À la vérité, voici quels étaient exactement à l’heure actuelle les rapports de Mme de Chandoyseau et de sa « sœurette ».

Solweg, pressée ces jours derniers par de nouvelles demandes en mariage, avait avoué tout net à sa sœur qu’elle n’avait pas plus de répugnance pour celui-ci que pour celui-là, mais qu’elle était résolue une fois pour toutes à ne plus répondre à ce propos, parce qu’elle ne voulait pas se marier.

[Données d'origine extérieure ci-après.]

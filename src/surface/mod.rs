//! Editable surfaces: the native text-editing primitives a range sits on.
//!
//! Three variants exist, each backed by a different native model:
//!
//! - [`InputSurface`]: a flat `String` with a real native selection (text
//!   inputs and text areas)
//! - [`ContentSurface`]: a node tree whose text content is the concatenation
//!   of its text nodes and line breaks (rich, structured content)
//! - [`FallbackSurface`]: a `ropey::Rope` with an emulated selection, for
//!   non-interactive elements
//!
//! All of them speak char offsets at the trait boundary. [`probe`] is the one
//! place that picks an implementation for a host element.

mod content;
mod fallback;
mod input;

use std::fmt;

use crate::bounds::Bounds;
use crate::error::RangeError;

pub use content::{ContentSurface, Node, NodePoint};
pub use fallback::FallbackSurface;
pub use input::InputSurface;

/// Which native model backs a surface
#[derive(Debug, Clone, Copy, PartialEq, Eq, Hash)]
pub enum SurfaceKind {
    Input,
    Content,
    Fallback,
}

impl fmt::Display for SurfaceKind {
    fn fmt(&self, f: &mut fmt::Formatter<'_>) -> fmt::Result {
        f.write_str(match self {
            SurfaceKind::Input => "plain-text input",
            SurfaceKind::Content => "structured content",
            SurfaceKind::Fallback => "fallback",
        })
    }
}

/// Scroll state and line metrics shared by every surface
#[derive(Debug, Clone, Copy, PartialEq, Eq)]
pub struct Viewport {
    /// Vertical scroll position in pixels
    pub scroll_top: usize,
    /// Visible height in pixels
    pub height: usize,
    /// Height of one text line in pixels
    pub line_height: usize,
}

impl Default for Viewport {
    fn default() -> Self {
        Self {
            scroll_top: 0,
            height: 480,
            line_height: 16,
        }
    }
}

impl Viewport {
    /// Adjust `scroll_top` so that a line starting at pixel `y` is visible
    pub fn reveal(&mut self, y: usize) {
        if y < self.scroll_top {
            self.scroll_top = y;
        } else if y + self.line_height > self.scroll_top + self.height {
            self.scroll_top = (y + self.line_height).saturating_sub(self.height);
        }
    }
}

/// The primitive contract every backing surface implements.
///
/// Offsets are char offsets into the surface's logical text. Implementations
/// clamp out-of-range offsets instead of failing.
pub trait Surface: fmt::Debug {
    fn kind(&self) -> SurfaceKind;

    /// Total length in chars
    fn len_chars(&self) -> usize;

    /// Full logical text
    fn text(&self) -> String;

    /// Text between two char offsets
    fn slice(&self, start: usize, end: usize) -> String;

    /// Replace `[start, end)` with `text`. The native selection collapses to
    /// the end of the inserted text.
    fn replace(&mut self, start: usize, end: usize, text: &str);

    /// Native selection translated to char offsets
    fn selection(&self) -> Option<Bounds>;

    /// Push char-offset bounds into the native selection
    fn set_selection(&mut self, bounds: Bounds);

    /// 0-indexed visual line containing `offset`
    fn visual_line(&self, offset: usize) -> usize;

    fn viewport(&self) -> &Viewport;

    fn viewport_mut(&mut self) -> &mut Viewport;

    /// Pixel offset of the line containing `offset`
    fn vertical_offset(&self, offset: usize) -> usize {
        self.visual_line(offset) * self.viewport().line_height
    }

    /// Surround `bounds` with a container element
    fn wrap(&mut self, _bounds: Bounds, _tag: &str) -> Result<(), RangeError> {
        Err(RangeError::UnsupportedOperation {
            operation: "wrap",
            kind: self.kind(),
        })
    }
}

/// Host element description handed to [`probe`].
#[derive(Debug, Clone, PartialEq)]
pub enum Element {
    /// Input or text area exposing a native text-selection API
    TextControl { value: String },
    /// Element whose content is editable as a node tree
    ContentEditable { nodes: Vec<Node> },
    /// Anything else; text is editable through the range API only
    Static { text: String },
}

/// Pick the surface implementation for an element by what it supports.
pub fn probe(element: Element) -> Box<dyn Surface> {
    match element {
        Element::TextControl { value } => Box::new(InputSurface::from_text(&value)),
        Element::ContentEditable { nodes } => Box::new(ContentSurface::new(nodes)),
        Element::Static { text } => Box::new(FallbackSurface::from_text(&text)),
    }
}

#[cfg(test)]
mod tests {
    use super::*;

    #[test]
    fn test_probe_selects_variant() {
        let input = probe(Element::TextControl {
            value: "a".to_string(),
        });
        assert_eq!(input.kind(), SurfaceKind::Input);

        let content = probe(Element::ContentEditable {
            nodes: vec![Node::text("a")],
        });
        assert_eq!(content.kind(), SurfaceKind::Content);

        let fallback = probe(Element::Static {
            text: "a".to_string(),
        });
        assert_eq!(fallback.kind(), SurfaceKind::Fallback);
    }

    #[test]
    fn test_viewport_reveal() {
        let mut viewport = Viewport {
            scroll_top: 100,
            height: 160,
            line_height: 16,
        };
        viewport.reveal(40);
        assert_eq!(viewport.scroll_top, 40);
        viewport.reveal(400);
        assert_eq!(viewport.scroll_top, 256);
        viewport.reveal(300);
        assert_eq!(viewport.scroll_top, 256);
    }
}
//! Benchmarks for the change diff
//!
//! Run with: cargo bench diff

use exrange::diff::{diff, diff_with_caret};

#[global_allocator]
static ALLOC: divan::AllocProfiler = divan::AllocProfiler::system();

fn main() {
    divan::main();
}

fn sample(line_count: usize) -> String {
    "The quick brown fox jumps over the lazy dog.\n".repeat(line_count)
}

// ============================================================================
// Single edits in large buffers
// ============================================================================

#[divan::bench(args = [1_000, 10_000, 100_000])]
fn diff_edit_in_middle(bencher: divan::Bencher, line_count: usize) {
    let old = sample(line_count);
    let mid = old.len() / 2;
    let mut new = old.clone();
    new.insert_str(mid, "inserted");
    bencher.bench(|| diff(divan::black_box(&old), divan::black_box(&new)));
}

#[divan::bench(args = [1_000, 10_000, 100_000])]
fn diff_unchanged(bencher: divan::Bencher, line_count: usize) {
    let old = sample(line_count);
    let new = old.clone();
    bencher.bench(|| diff(divan::black_box(&old), divan::black_box(&new)));
}

#[divan::bench(args = [1_000, 10_000])]
fn diff_repeated_char_with_caret(bencher: divan::Bencher, len: usize) {
    let old = "a".repeat(len);
    let new = "a".repeat(len + 1);
    bencher.bench(|| diff_with_caret(divan::black_box(&old), divan::black_box(&new), len / 2 + 1));
}

// ============================================================================
// Whole-buffer rewrites
// ============================================================================

#[divan::bench(args = [1_000, 10_000])]
fn diff_total_rewrite(bencher: divan::Bencher, line_count: usize) {
    let old = sample(line_count);
    let new = old.to_uppercase();
    bencher.bench(|| diff(divan::black_box(&old), divan::black_box(&new)));
}
impl<'a> Scanner<'a> {
    fn new(src: &'a str) -> Self {
        Self { src, pos: 0 }
    }

    fn rest(&self) -> &'a str {
        &self.src[self.pos..]
    }

    fn peek(&self) -> Option<char> {
        self.rest().chars().next()
    }

    fn bump(&mut self) -> Option<char> {
        let ch = self.peek()?;
        self.pos += ch.len_utf8();
        Some(ch)
    }

    fn eat(&mut self, expected: char) -> bool {
        if self.peek() == Some(expected) {
            self.pos += expected.len_utf8();
            true
        } else {
            false
        }
    }

    fn skip_while(&mut self, f: impl Fn(char) -> bool) -> &'a str {
        let start = self.pos;
        while self.peek().is_some_and(&f) {
            self.bump();
        }
        &self.src[start..self.pos]
    }

    fn skip_ws(&mut self) {
        self.skip_while(char::is_whitespace);
    }

    fn number(&mut self) -> Option<usize> {
        self.skip_while(|c| c.is_ascii_digit()).parse().ok()
    }

    /// Text up to an unescaped `delim` (consumed) or the end of input. An
    /// escaped delimiter loses its backslash; other escapes are kept.
    fn delimited(&mut self, delim: char) -> String {
        let mut out = String::new();
        while let Some(ch) = self.bump() {
            match ch {
                '\\' => match self.bump() {
                    Some(next) if next == delim => out.push(next),
                    Some(next) => {
                        out.push('\\');
                        out.push(next);
                    }
                    None => out.push('\\'),
                },
                c if c == delim => break,
                c => out.push(c),
            }
        }
        out
    }
}

// =============================================================================
// Addresses
// =============================================================================

fn parse_address(s: &mut Scanner<'_>) -> Result<Option<Address>, ExError> {
    let base = match s.peek() {
        Some('%') => {
            s.bump();
            if s.eat('%') {
                AddressBase::CurrentRange
            } else {
                AddressBase::Whole
            }
        }
        Some('.') => {
            s.bump();
            AddressBase::Current
        }
        Some('$') => {
            s.bump();
            AddressBase::Last
        }
        Some(c) if c.is_ascii_digit() => AddressBase::Line(s.number().unwrap_or(0)),
        Some('\'') => {
            s.bump();
            match s.bump() {
                Some(c) if !c.is_whitespace() => AddressBase::Mark(c.to_string()),
                _ => return Err(ExError::parse("missing mark name")),
            }
        }
        Some(delim @ ('/' | '?')) => {
            s.bump();
            let pattern = s.delimited(delim);
            let flags = address_flags(s);
            AddressBase::Search {
                pattern,
                flags,
                backward: delim == '?',
            }
        }
        Some('+' | '-') => AddressBase::Empty,
        _ => return Ok(None),
    };

    let mut offset = 0i64;
    loop {
        let sign = match s.peek() {
            Some('+') => 1,
            Some('-') => -1,
            _ => break,
        };
        s.bump();
        let n = s.number().unwrap_or(1);
        offset += sign * i64::try_from(n).unwrap_or(i64::MAX);
    }
    Ok(Some(Address { base, offset }))
}

/// Flag letters after an address pattern. They are only taken as flags when
/// something other than a command word follows; `/x/d` stays a delete.
fn address_flags(s: &mut Scanner<'_>) -> String {
    let rest = s.rest();
    let run: &str = &rest[..rest
        .find(|c: char| !c.is_ascii_alphabetic())
        .unwrap_or(rest.len())];
    if run.is_empty() || !run.chars().all(|c| FLAG_LETTERS.contains(c)) {
        return String::new();
    }
    let follows_address = rest[run.len()..]
        .chars()
        .next()
        .is_some_and(|c| matches!(c, ',' | ';' | '+' | '-') || c.is_whitespace() || c.is_ascii_digit());
    if !follows_address {
        return String::new();
    }
    s.pos += run.len();
    run.to_string()
}

fn parse_addresses(s: &mut Scanner<'_>) -> Result<Vec<AddressToken>, ExError> {
    let mut tokens = Vec::new();
    loop {
        s.skip_ws();
        let address = parse_address(s)?;
        s.skip_ws();
        let separator = match s.peek() {
            Some(',') => Some(AddressToken::Comma),
            Some(';') => Some(AddressToken::Semicolon),
            _ => None,
        };
        let address = address.map(AddressToken::Address);
        match (address, separator) {
            (address, Some(separator)) => {
                s.bump();
                tokens.push(
                    address.unwrap_or(AddressToken::Address(Address::new(AddressBase::Empty))),
                );
                tokens.push(separator);
            }
            (Some(address), None) => {
                tokens.push(address);
                break;
            }
            (None, None) => {
                if matches!(
                    tokens.last(),
                    Some(AddressToken::Comma | AddressToken::Semicolon)
                ) {
                    tokens.push(AddressToken::Address(Address::new(AddressBase::Empty)));
                }
                break;
            }
        }
    }
    Ok(tokens)
}

/// Parse a standalone address list, e.g. the destination of `move`
pub fn parse_address_list(src: &str) -> Result<Vec<AddressToken>, ExError> {
    let mut s = Scanner::new(src);
    let tokens = parse_addresses(&mut s)?;
    s.skip_ws();
    if !s.rest().is_empty() {
        return Err(ExError::parse(format!("bad address: {src}")));
    }
    Ok(tokens)
}
//! The same operations over every surface kind

mod common;

use common::{all_surfaces, content_doc};
use exrange::surface::{probe, Element, Node, Surface, SurfaceKind};
use exrange::{Bounds, Document, RangeError, Session, TextRange};

const TEXT: &str = "One\nTwo\nThree";

#[test]
fn test_probe_picks_surface() {
    let kind = |e: Element| probe(e).kind();
    assert_eq!(kind(Element::TextControl { value: "x".into() }), SurfaceKind::Input);
    assert_eq!(kind(Element::ContentEditable { nodes: vec![] }), SurfaceKind::Content);
    assert_eq!(kind(Element::Static { text: "x".into() }), SurfaceKind::Fallback);
}

#[test]
fn test_text_and_lines_agree() {
    for (name, doc) in all_surfaces(TEXT) {
        let mut r = TextRange::new(&doc);
        assert_eq!(r.len(), 13, "{name}");
        r.set_line(2);
        assert_eq!(r.text(), "Two", "{name}");
        assert_eq!(r.bounds(), Bounds::new(4, 7), "{name}");
        r.set_lines(2, 3);
        assert_eq!(r.lines(), (2, 3), "{name}");
    }
}

#[test]
fn test_set_text_agrees() {
    for (name, doc) in all_surfaces(TEXT) {
        let mut r = TextRange::new(&doc);
        r.set_line(2);
        r.set_text("2\n2b");
        assert_eq!(doc.borrow().text(), "One\n2\n2b\nThree", "{name}");
        assert_eq!(doc.borrow().surface().text(), "One\n2\n2b\nThree", "{name}");

        r.set_bounds((0, 4));
        r.set_text("");
        assert_eq!(doc.borrow().text(), "2\n2b\nThree", "{name}");
    }
}

#[test]
fn test_selection_round_trips() {
    for (name, doc) in all_surfaces(TEXT) {
        doc.borrow_mut().focus();
        let mut r = TextRange::new(&doc);
        r.set_bounds((5, 10));
        r.select();
        assert_eq!(doc.borrow().surface().selection(), Some(Bounds::new(5, 10)), "{name}");
        assert_eq!(r.selection(), Bounds::new(5, 10), "{name}");
    }
}

#[test]
fn test_search_agrees() {
    for (name, doc) in all_surfaces(TEXT) {
        let mut r = TextRange::new(&doc);
        assert!(r.find("T.", "").unwrap(), "{name}");
        assert_eq!(r.bounds(), Bounds::new(4, 6), "{name}");
        assert!(r.find("T.", "").unwrap(), "{name}");
        assert_eq!(r.text(), "Th", "{name}");
    }
}

#[tokio::test]
async fn test_ex_agrees() {
    for (name, doc) in all_surfaces(TEXT) {
        let mut r = TextRange::new(&doc);
        let mut session = Session::new();
        let status = session.ex(&mut r, "%g/e/ s/e/E/g").await;
        assert!(status.is_completed(), "{name}: {status:?}");
        let status = session.ex(&mut r, "2m0|$a end").await;
        assert!(status.is_completed(), "{name}: {status:?}");
        assert_eq!(doc.borrow().text(), "Two\nOnE\nThrEE\nend", "{name}");
        assert_eq!(r.lines(), (4, 4), "{name}");
    }
}

#[test]
fn test_wrap_only_on_structured_content() {
    for (name, doc) in all_surfaces(TEXT) {
        let mut r = TextRange::new(&doc);
        r.set_line(2);
        let result = r.wrap("b");
        if name == "content" {
            assert!(result.is_ok());
        } else {
            assert!(matches!(
                result,
                Err(RangeError::UnsupportedOperation { operation: "wrap", .. })
            ));
        }
        // text content is never affected
        assert_eq!(doc.borrow().text(), TEXT, "{name}");
    }
}

#[test]
fn test_edit_inside_nested_element() {
    let doc = Document::from_element(Element::ContentEditable {
        nodes: vec![
            Node::text("One"),
            Node::Break,
            Node::element("b", vec![Node::text("Two")]),
        ],
    })
    .shared();
    let mut r = TextRange::with_bounds(&doc, (5, 6));
    assert_eq!(r.text(), "w");
    r.set_text("WW");
    assert_eq!(doc.borrow().text(), "One\nTWWo");
    r.set_line(2);
    assert_eq!(r.text(), "TWWo");
}

#[test]
fn test_content_lines_from_breaks() {
    let doc = content_doc("a\n\nb");
    let mut r = TextRange::new(&doc);
    r.set_line(3);
    assert_eq!(r.text(), "b");
    assert_eq!(doc.borrow().surface().visual_line(4), 2);
}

— Mais tu aimes donc quelqu’un ? s’était écriée Mme de Chandoyseau étonnée.

Solweg avait répondu simplement :

— Oui.

Quant à savoir qui Solweg aimait, ce ne fut pas long dès lors à découvrir.

Mme de Chandoyseau demeura atterrée. D’abord parce que rien au monde ne pouvait la vexer davantage que de n’avoir pas soupçonné la secrète passion de la jeune fille. En second lieu parce qu’elle comprit la sottise colossale qu’elle avait commise en s’acharnant à détruire la réputation du jeune homme, qui, à tout bien considérer, eût été un parti excellent pour Solweg. Tel avait été son « art de prévoir et de deviner ».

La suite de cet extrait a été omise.